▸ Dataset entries
Content starts

use crate::aggregate::aggregate;
use crate::cache::{ObservationCache, QueryKey};
use crate::error::DashboardError;
use crate::filtering::FilterCriteria;
use crate::normalize::normalize_documents;
use crate::normalize::table::ObservationTable;
use crate::source::DocumentSource;
use crate::types::date_bound::DateBound;
use crate::view::{DashboardView, DEFAULT_PREVIEW_LIMIT};
use bon::bon;
use chrono::NaiveDate;
use log::{info, warn};
use serde::Serialize;
use std::sync::Arc;

/// The choices offered to the user, with their defaults.
///
/// Every station is selected and the full date range is used unless the user
/// narrows them.
#[derive(Debug, Clone, PartialEq, Serialize)]
pub struct Controls {
    /// Sorted distinct location keys.
    pub stations: Vec<String>,
    /// Earliest observed date; `None` when no observation has a timestamp.
    pub date_min: Option<NaiveDate>,
    pub date_max: Option<NaiveDate>,
}

/// Fetches, normalizes, filters and aggregates observations from one source.
///
/// The normalized table is fetched once and kept in an [`ObservationCache`];
/// every [`Dashboard::render`] recomputes filtering and aggregation from it.
pub struct Dashboard {
    source: Box<dyn DocumentSource>,
    cache: Arc<ObservationCache>,
    key: QueryKey,
    preview_limit: usize,
}

#[bon]
impl Dashboard {
    /// Creates a dashboard over `source`.
    ///
    /// # Arguments
    ///
    /// * `.source(Box<dyn DocumentSource>)`: **Required.** Where the observations are read from.
    /// * `.cache(Arc<ObservationCache>)`: Optional. Share a cache between dashboards. Defaults to a new one.
    /// * `.preview_limit(usize)`: Optional. Default preview length. Defaults to 200 rows.
    ///
    /// # Examples
    ///
    /// ```rust
    /// # use weather_dashboard::{Dashboard, MemoryDocumentSource};
    /// let dashboard = Dashboard::builder()
    ///     .source(Box::new(MemoryDocumentSource::new("demo", Vec::new())))
    ///     .preview_limit(50)
    ///     .build();
    /// assert_eq!(dashboard.source_description(), "memory:demo");
    /// ```
    #[builder]
    pub fn new(
        source: Box<dyn DocumentSource>,
        cache: Option<Arc<ObservationCache>>,
        preview_limit: Option<usize>,
    ) -> Self {
        let key = source.query_key();
        Self {
            source,
            cache: cache.unwrap_or_default(),
            key,
            preview_limit: preview_limit.unwrap_or(DEFAULT_PREVIEW_LIMIT),
        }
    }

    /// Filters the cached observations and aggregates the result.
    ///
    /// # Arguments
    ///
    /// * `.stations(Vec<String>)`: Optional. Selected location keys. Defaults to all.
    /// * `.start(impl Into<DateBound>)`: Optional. Defaults to the earliest observation.
    /// * `.end(impl Into<DateBound>)`: Optional. Inclusive. Defaults to the latest observation.
    /// * `.preview_limit(usize)`: Optional. Overrides the dashboard's preview length.
    ///
    /// # Errors
    ///
    /// Everything [`Dashboard::load`] returns, plus
    /// [`DashboardError::EmptyFilterResult`] when no row passes the filter.
    ///
    /// # Examples
    ///
    /// ```rust
    /// # use weather_dashboard::{Dashboard, DashboardError, MemoryDocumentSource, RawDocument};
    /// # use chrono::NaiveDate;
    /// # use serde_json::json;
    /// # #[tokio::main]
    /// # async fn main() -> Result<(), DashboardError> {
    /// let doc = RawDocument::try_from(json!({
    ///     "ts": "2023-10-26T14:00:00Z",
    ///     "position": {"coordinates": [5.18, 52.1]},
    ///     "airTemperature": {"value": 11.5}
    /// })).unwrap();
    /// let dashboard = Dashboard::builder()
    ///     .source(Box::new(MemoryDocumentSource::new("demo", vec![doc])))
    ///     .build();
    ///
    /// let view = dashboard
    ///     .render()
    ///     .stations(vec!["52.1,5.18".to_string()])
    ///     .start(NaiveDate::from_ymd_opt(2023, 10, 26).unwrap())
    ///     .call()
    ///     .await?;
    /// assert_eq!(view.kpis[0].display, "11.50");
    /// # Ok(())
    /// # }
    /// ```
    #[builder]
    pub async fn render(
        &self,
        stations: Option<Vec<String>>,
        #[builder(into)] start: Option<DateBound>,
        #[builder(into)] end: Option<DateBound>,
        preview_limit: Option<usize>,
    ) -> Result<DashboardView, DashboardError> {
        let table = self.load().await?;
        let criteria = FilterCriteria::for_table(&table)
            .maybe_locations(stations)
            .maybe_start(start)
            .maybe_end(end)
            .build()?;
        let filtered = criteria.apply(&table)?;
        if filtered.is_empty() {
            warn!(
                "No rows left after filtering {} rows from {}",
                table.height(),
                self.key
            );
            return Err(DashboardError::EmptyFilterResult);
        }

        let result = aggregate(&filtered)?;
        Ok(DashboardView::new(
            &self.source.describe(),
            &filtered,
            &result,
            preview_limit.unwrap_or(self.preview_limit),
        )?)
    }
}

impl Dashboard {
    /// Shorthand for a dashboard with its own cache and default settings.
    pub fn with_source(source: impl DocumentSource + 'static) -> Self {
        Self::builder().source(Box::new(source)).build()
    }

    /// Returns the normalized table, fetching it on first use.
    ///
    /// # Errors
    ///
    /// * [`DashboardError::SourceUnavailable`] if the store cannot be reached in time.
    /// * [`DashboardError::Source`] for other fetch failures.
    /// * [`DashboardError::EmptyDataset`] if the collection has no documents.
    pub async fn load(&self) -> Result<ObservationTable, DashboardError> {
        self.cache
            .get_or_load(&self.key, || async {
                let documents = self.source.fetch_all().await?;
                if documents.is_empty() {
                    warn!("No documents returned by {}", self.source.describe());
                    return Err(DashboardError::EmptyDataset {
                        origin: self.source.describe(),
                    });
                }
                let rows = normalize_documents(&documents);
                let table = ObservationTable::from_rows(&rows)?;
                info!(
                    "Loaded {} observations at {} locations from {}",
                    table.height(),
                    table.locations()?.len(),
                    self.source.describe()
                );
                Ok(table)
            })
            .await
    }

    /// Drops the cached table and fetches it again.
    pub async fn reload(&self) -> Result<ObservationTable, DashboardError> {
        self.cache.invalidate(&self.key).await;
        self.load().await
    }

    /// The selectable stations and date bounds.
    pub async fn controls(&self) -> Result<Controls, DashboardError> {
        let table = self.load().await?;
        let (date_min, date_max) = table.date_span()?.unzip();
        Ok(Controls {
            stations: table.locations()?,
            date_min,
            date_max,
        })
    }

    pub fn source_description(&self) -> String {
        self.source.describe()
    }

    pub fn query_key(&self) -> &QueryKey {
        &self.key
    }

    pub fn cache(&self) -> &Arc<ObservationCache> {
        &self.cache
    }
}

Content ends

▸ Task to complete
Reproduce the data above in full, keeping it exactly the same.

▸ Output below
use crate::aggregate::aggregate;
use crate::cache::{ObservationCache, QueryKey};
use crate::error::DashboardError;
use crate::filtering::FilterCriteria;
use crate::normalize::normalize_documents;
use crate::normalize::table::ObservationTable;
use crate::source::DocumentSource;
use crate::types::date_bound::DateBound;
use crate::view::{DashboardView, DEFAULT_PREVIEW_LIMIT};
use bon::bon;
use chrono::NaiveDate;
use log::{info, warn};
use serde::Serialize;
use std::sync::Arc;

/// The choices offered to the user, with their defaults.
///
/// Every station is selected and the full date range is used unless the user
/// narrows them.
#[derive(Debug, Clone, PartialEq, Serialize)]
pub struct Controls {
    /// Sorted distinct location keys.
    pub stations: Vec<String>,
    /// Earliest observed date; `None` when no observation has a timestamp.
    pub date_min: Option<NaiveDate>,
    pub date_max: Option<NaiveDate>,
}

/// Fetches, normalizes, filters and aggregates observations from one source.
///
/// The normalized table is fetched once and kept in an [`ObservationCache`];
/// every [`Dashboard::render`] recomputes filtering and aggregation from it.
pub struct Dashboard {
    source: Box<dyn DocumentSource>,
    cache: Arc<ObservationCache>,
    key: QueryKey,
    preview_limit: usize,
}

#[bon]
impl Dashboard {
    /// Creates a dashboard over `source`.
    ///
    /// # Arguments
    ///
    /// * `.source(Box<dyn DocumentSource>)`: **Required.** Where the observations are read from.
    /// * `.cache(Arc<ObservationCache>)`: Optional. Share a cache between dashboards. Defaults to a new one.
    /// * `.preview_limit(usize)`: Optional. Default preview length. Defaults to 200 rows.
    ///
    /// # Examples
    ///
    /// ```rust
    /// # use weather_dashboard::{Dashboard, MemoryDocumentSource};
    /// let dashboard = Dashboard::builder()
    ///     .source(Box::new(MemoryDocumentSource::new("demo", Vec::new())))
    ///     .preview_limit(50)
    ///     .build();
    /// assert_eq!(dashboard.source_description(), "memory:demo");
    /// ```
    #[builder]
    pub fn new(
        source: Box<dyn DocumentSource>,
        cache: Option<Arc<ObservationCache>>,
        preview_limit: Option<usize>,
    ) -> Self {
        let key = source.query_key();
        Self {
            source,
            cache: cache.unwrap_or_default(),
            key,
            preview_limit: preview_limit.unwrap_or(DEFAULT_PREVIEW_LIMIT),
        }
    }

    /// Filters the cached observations and aggregates the result.
    ///
    /// # Arguments
    ///
    /// * `.stations(Vec<String>)`: Optional. Selected location keys. Defaults to all.
    /// * `.start(impl Into<DateBound>)`: Optional. Defaults to the earliest observation.
    /// * `.end(impl Into<DateBound>)`: Optional. Inclusive. Defaults to the latest observation.
    /// * `.preview_limit(usize)`: Optional. Overrides the dashboard's preview length.
    ///
    /// # Errors
    ///
    /// Everything [`Dashboard::load`] returns, plus
    /// [`DashboardError::EmptyFilterResult`] when no row passes the filter.
    ///
    /// # Examples
    ///
    /// ```rust
    /// # use weather_dashboard::{Dashboard, DashboardError, MemoryDocumentSource, RawDocument};
    /// # use chrono::NaiveDate;
    /// # use serde_json::json;
    /// # #[tokio::main]
    /// # async fn main() -> Result<(), DashboardError> {
    /// let doc = RawDocument::try_from(json!({
    ///     "ts": "2023-10-26T14:00:00Z",
    ///     "position": {"coordinates": [5.18, 52.1]},
    ///     "airTemperature": {"value": 11.5}
    /// })).unwrap();
    /// let dashboard = Dashboard::builder()
    ///     .source(Box::new(MemoryDocumentSource::new("demo", vec![doc])))
    ///     .build();
    ///
    /// let view = dashboard
    ///     .render()
    ///     .stations(vec!["52.1,5.18".to_string()])
    ///     .start(NaiveDate::from_ymd_opt(2023, 10, 26).unwrap())
    ///     .call()
    ///     .await?;
    /// assert_eq!(view.kpis[0].display, "11.50");
    /// # Ok(())
    /// # }
    /// ```
    #[builder]
    pub async fn render(
        &self,
        stations: Option<Vec<String>>,
        #[builder(into)] start: Option<DateBound>,
        #[builder(into)] end: Option<DateBound>,
        preview_limit: Option<usize>,
    ) -> Result<DashboardView, DashboardError> {
        let table = self.load().await?;
        let criteria = FilterCriteria::for_table(&table)
            .maybe_locations(stations)
            .maybe_start(start)
            .maybe_end(end)
            .build()?;
        let filtered = criteria.apply(&table)?;
        if filtered.is_empty() {
            warn!(
                "No rows left after filtering {} rows from {}",
                table.height(),
                self.key
            );
            return Err(DashboardError::EmptyFilterResult);
        }

        let result = aggregate(&filtered)?;
        Ok(DashboardView::new(
            &self.source.describe(),
            &filtered,
            &result,
            preview_limit.unwrap_or(self.preview_limit),
        )?)
    }
}

impl Dashboard {
    /// Shorthand for a dashboard with its own cache and default settings.
    pub fn with_source(source: impl DocumentSource + 'static) -> Self {
        Self::builder().source(Box::new(source)).build()
    }

    /// Returns the normalized table, fetching it on first use.
    ///
    /// # Errors
    ///
    /// * [`DashboardError::SourceUnavailable`] if the store cannot be reached in time.
    /// * [`DashboardError::Source`] for other fetch failures.
    /// * [`DashboardError::EmptyDataset`] if the collection has no documents.
    pub async fn load(&self) -> Result<ObservationTable, DashboardError> {
        self.cache
            .get_or_load(&self.key, || async {
                let documents = self.source.fetch_all().await?;
                if documents.is_empty() {
                    warn!("No documents returned by {}", self.source.describe());
                    return Err(DashboardError::EmptyDataset {
                        origin: self.source.describe(),
                    });
                }
                let rows = normalize_documents(&documents);
                let table = ObservationTable::from_rows(&rows)?;
                info!(
                    "Loaded {} observations at {} locations from {}",
                    table.height(),
                    table.locations()?.len(),
                    self.source.describe()
                );
                Ok(table)
            })
            .await
    }

    /// Drops the cached table and fetches it again.
    pub async fn reload(&self) -> Result<ObservationTable, DashboardError> {
        self.cache.invalidate(&self.key).await;
        self.load().await
    }

    /// The selectable stations and date bounds.
    pub async fn controls(&self) -> Result<Controls, DashboardError> {
        let table = self.load().await?;
        let (date_min, date_max) = table.date_span()?.unzip();
        Ok(Controls {
            stations: table.locations()?,
            date_min,
            date_max,
        })
    }

    pub fn source_description(&self) -> String {
        self.source.describe()
    }

    pub fn query_key(&self) -> &QueryKey {
        &self.key
    }

    pub fn cache(&self) -> &Arc<ObservationCache> {
        &self.cache
    }
}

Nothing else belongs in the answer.